同サービスには、製造現場(エッジ)で稼働して監視・制御などの直接的な効果を狙うものと、クラウドで稼働して中・長期的なデータの管理/分析といった間接的な効果を狙うものがある。
エッジパッケージの提供機能
- 稼働状態監視
- 異常予兆監視
- 製造履歴参照(トレーサビリティ)
- 誤投入防止制御
生産設備の稼働情報を遠隔でリアルタイムモニタリングができ、異常の早期検知、早期対応が可能。またコロナ禍でのリモートワークに有用で、設備稼働状況やエラー内容、生産予定に対する進捗状況のモニタリングもできる。

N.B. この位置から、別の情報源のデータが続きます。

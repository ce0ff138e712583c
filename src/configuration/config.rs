use super::types::*;
use crate::acquisition::device::{sample_frequency, ChannelSelection};
use crate::acquisition::plan::{AcquisitionPlan, WORD_SIZE};
use crate::error_handling::types::ConfigError;
use log::debug;
use serde::{Deserialize, Serialize};
use std::path::{Path, PathBuf};
use std::time::Duration;

/// Capture configuration.
///
/// Holds everything needed to plan and run one capture: the capture request (duration,
/// clock divisor, active channels), the transfer geometry, the consumption mode and the
/// timing margins used by the event loop. It is read from a TOML file; every field is
/// optional and falls back to the acquisition box defaults.
///
/// # Examples
///
/// ```
/// use tixel_capture::configuration::config::Config;
///
/// let config = Config::from_toml_str("duration_secs = 2.0\nslot_count = 4").unwrap();
/// assert_eq!(config.slot_count, 4);
/// assert_eq!(config.sample_frequency(), 50_000.0);
/// ```
///
/// # Fields Overview
///
/// - `duration_secs`: capture length in seconds
/// - `clock_divisor`: sample clock is `500 kHz / (clock_divisor + 1)`
/// - `packet_size`: bytes per bulk transfer, defaults to 1 KiB per active microphone
/// - `slot_count`: number of transfers kept in flight
/// - `transfer_timeout_ms`: timeout of a regular transfer, the final one gets ten times more
/// - `endpoint`: bulk IN endpoint address
/// - `mode`: `file` or `live`
/// - `sample_format`: `int32` or `float32`
/// - `output_path`: capture file (file mode)
/// - `live_buffer_secs`: depth of the live circular buffer
/// - `packet_end_delay_ms`: wait before asking the device to flush its last packet
/// - `settle_delay_ms`: wait after init so the MEMS produce valid data
/// - `stall_timeout_ms`: watchdog window without packet progress
/// - `channels`: active microphones, analog inputs and counter
#[derive(Debug, Clone, PartialEq, Serialize, Deserialize)]
#[serde(default)]
pub struct Config {
    pub duration_secs: f64,
    pub clock_divisor: u8,
    pub packet_size: Option<usize>,
    pub slot_count: usize,
    pub transfer_timeout_ms: u64,
    pub endpoint: u8,
    pub mode: CaptureMode,
    pub sample_format: SampleFormat,
    pub output_path: PathBuf,
    pub live_buffer_secs: f64,
    pub packet_end_delay_ms: u64,
    pub settle_delay_ms: u64,
    pub stall_timeout_ms: Option<u64>,
    pub channels: ChannelSelection,
}

impl Default for Config {
    fn default() -> Self {
        Self {
            duration_secs: 1.0,
            clock_divisor: 9,
            packet_size: None,
            slot_count: 8,
            transfer_timeout_ms: 1000,
            endpoint: 0x82,
            mode: CaptureMode::File,
            sample_format: SampleFormat::Int32,
            output_path: PathBuf::from("capture.dat"),
            live_buffer_secs: 5.0,
            packet_end_delay_ms: 1000,
            settle_delay_ms: 1000,
            stall_timeout_ms: None,
            channels: ChannelSelection::default(),
        }
    }
}

impl Config {
    /// Reads and validates a TOML configuration file.
    pub fn from_file(path: &Path) -> Result<Self, ConfigError> {
        let content = std::fs::read_to_string(path)?;
        let config = Self::from_toml_str(&content)?;
        debug!("Loaded configuration from {}", path.display());
        Ok(config)
    }

    pub fn from_toml_str(content: &str) -> Result<Self, ConfigError> {
        let config: Config =
            toml::from_str(content).map_err(|e| ConfigError::TomlError(e.to_string()))?;
        config.validate()?;
        Ok(config)
    }

    /// Checks every parameter that can be checked without a device.
    pub fn validate(&self) -> Result<(), ConfigError> {
        if self.transfer_timeout_ms == 0 {
            return Err(ConfigError::NotInRange(
                "transfer_timeout_ms must be > 0".to_string(),
            ));
        }
        if self.endpoint & 0x80 == 0 {
            return Err(ConfigError::NotInRange(format!(
                "endpoint 0x{:02X} is not an IN endpoint",
                self.endpoint
            )));
        }
        let plan = self.plan()?;
        if self.mode == CaptureMode::Live {
            let capacity = self.live_buffer_words(&plan);
            if capacity < plan.words_per_packet() {
                return Err(ConfigError::LiveBufferTooSmall {
                    capacity,
                    packet_words: plan.words_per_packet(),
                });
            }
        }
        Ok(())
    }

    pub fn sample_frequency(&self) -> f64 {
        sample_frequency(self.clock_divisor)
    }

    pub fn packet_size(&self) -> usize {
        self.packet_size
            .unwrap_or_else(|| self.channels.default_packet_size())
    }

    pub fn plan(&self) -> Result<AcquisitionPlan, ConfigError> {
        AcquisitionPlan::new(
            self.duration_secs,
            self.sample_frequency(),
            self.channels.channel_count(),
            self.packet_size(),
            self.slot_count,
        )
    }

    pub fn transfer_timeout(&self) -> Duration {
        Duration::from_millis(self.transfer_timeout_ms)
    }

    pub fn packet_end_delay(&self) -> Duration {
        Duration::from_millis(self.packet_end_delay_ms)
    }

    pub fn settle_delay(&self) -> Duration {
        Duration::from_millis(self.settle_delay_ms)
    }

    /// Watchdog window; by default long enough for the final transfer's extended timeout.
    pub fn stall_timeout(&self) -> Duration {
        match self.stall_timeout_ms {
            Some(ms) => Duration::from_millis(ms),
            None => self.transfer_timeout() * 11 + self.packet_end_delay(),
        }
    }

    /// Live buffer capacity in words: `live_buffer_secs` worth of tixels, rounded down
    /// to whole packets.
    pub fn live_buffer_words(&self, plan: &AcquisitionPlan) -> usize {
        let ideal = (self.live_buffer_secs.max(0.0) * plan.sample_frequency()).floor() as usize
            * plan.channel_count();
        let per_packet = plan.packet_size() / WORD_SIZE;
        (ideal / per_packet) * per_packet
    }
}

各種センサーデータの推移をリアルタイムで監視し、予め設定した条件から異常傾向を自動検知でき、現場のオペレーターに通知することができる。これにより、品質及び設備異常への早期対応や、未然防止につなげる。センサーおよび異常検知の条件は、凸版印刷のノウハウを元に初期搭載されており、導入後即利用可能だという。
各種センサー情報、稼働/アラーム情報の時系列データ参照、および製品毎の製造履歴情報(トレーサビリティ)の参照が可能だ。これにより、検索機能や装置停止要因の解析、品質異常発生時の波及範囲検索ができ、原因特定の確度UP・高速化へ寄与する。
投入資材、使用金型治具のセット位置を使用前に照合することで、選定間違いや設置ミスを防止する。異常時には標準搭載されているインターフェースを通じて、装置が異常状態のまま運転を開始することを抑止するインターロック機能を提供することにより、不良品発生を防止する。
クラウドパッケージの提供機能
充填機の付帯機能として、装置に標準搭載されたIoT機能を活用した装置データの中・長期的な変化の見える化/集計機能を「MIoTASU」として提供する。充填機のデータをLTE/3Gモバイルデータ通信による安全な通信でクラウドサーバー上に蓄積する。
これまで培ってきた充填機の運用ノウハウを元に装置の保全活動に役立つ形へと整理・集約した5画面100項目以上の情報が、事務所や外出先など場所を問わず閲覧可能である。なお、MIoTASUは2021年2月に大関株式会社へ導入を予定している。
同サービスの1ライン導入時の価格は、エッジパッケージでは初期構築費が700万円~、サービス購入価格が34.5万円~/1機能となっており、クラウドパッケージでは初期構築費が260万円~、月額利用料が3.5万円~となっている。
今後凸版印刷は、NAVINECTおよびNAVINCTクラウドを製造業中心にさまざまな企業に対して拡販し、2021年度までに関連事業含め約150億円の売上を目指すとしている。